There can be no better place to talk about the re-industrialization of the country than in a plant that manufactures railway vehicles and streetcars. The site gave Orbán an opportunity to repeat one of his favorite themes: that only industrial “production” constitutes real work. He will transform Hungary from a service-oriented society to one that is “work-based.” Any other kind of human activity is worthless. In fact, more than worthless. It leads straight to failure. Let’s see just what he has in mind. “Someone who works, produces will stay successful, the one who speculates on the financial market will fail; the one who is in the service industry cannot stand on his own feet.” I haven’t heard such stupidity for a very long time. Try to explain that to the Rothschilds or to Conrad Hilton. On the other hand, there is no guarantee whatsoever that someone producing industrial goods will succeed. Just think of all those companies that have died or that are struggling to keep their heads above water.

But wait, there’s more! According to Viktor Orbán, “we don’t live off others. We don’t live from the dole of the IMF or the European Union. The country is standing on its own feet because of  its economic accomplishments.” I can’t find words!

The next day it was time to visit Nyíregyháza where the Danish Lego Group is expanding its facilities. Here we found out from the Hungarian prime minister why Lego products are so popular. He has, he said, spent some time pondering over this puzzle and came up with the following hypothesis: “These toys are the expressions of the modern age, the world in which we live. In them we can find the greatest challenge of globalization. That challenge is how we can build separate worlds from almost practically identical components. … In 2010 we began exactly that kind of enterprise, which is not at all a game but which demands at least as much inventiveness and fantasy as building our own world from Lego comp0nents…. We Hungarians had to undertake the task of rebuilding a Hungary that is different from all other countries from components at our disposal in the twenty-first century…. We followed the spirit of Lego. We didn’t follow the well known path but started on our own, trying to remove the debris of the past.” And he went on and praised the inventiveness and creativity of Hungarians.
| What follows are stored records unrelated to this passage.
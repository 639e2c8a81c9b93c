use ratatui::style::Color;

pub const ACCENT: Color = Color::Rgb(0x66, 0x7e, 0xea);
pub const GLOBAL_BORDER: Color = Color::Rgb(0x40, 0x40, 0x40);
pub const HEADER_TEXT: Color = Color::Rgb(0xe5, 0xe5, 0xe5);
pub const HEADER_SEPARATOR: Color = Color::Rgb(0x6b, 0x72, 0x80);
pub const POPUP_BORDER: Color = Color::Rgb(0xe5, 0xe5, 0xe5);
pub const STATUS_OK: Color = Color::Rgb(0x22, 0xc5, 0x5e);
pub const STATUS_ERROR: Color = Color::Rgb(0xef, 0x44, 0x44);
pub const ACTIVE_HIGHLIGHT: Color = Color::Rgb(0x26, 0x26, 0x26);
//! Terminal UI: rendering, input, and the per-feature MVI state machines.

pub mod app;
pub mod events;
pub mod favorites;
pub mod footer;
pub mod header;
pub mod input;
pub mod layout;
pub mod mvi;
pub mod render;
pub mod runtime;
pub mod terminal_guard;
pub mod theme;
pub mod toast;
pub mod transition;

pub use app::{App, UiTimings};
pub use runtime::run;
Let's build a country DecoJim's photostream / Flickr

Let’s build a country
DecoJim’s photostream / Flickr

Well, we know that the inventiveness and fantasy exhibited by György Matolcsy produced mighty few positive results. On the contrary, his unorthodox economic moves managed to send the Hungarian economy into recession. One mustn’t forget, although Orbán et al keep trying to rewrite history, that the Hungarian economy was on the rebound when he took office in 2010.

To build a separate Hungarian world today is impossible, and I suspect it was always impossible. Globalization is not a new phenomenon. I would also advise Orbán not to mix up Switzerland with Hungary.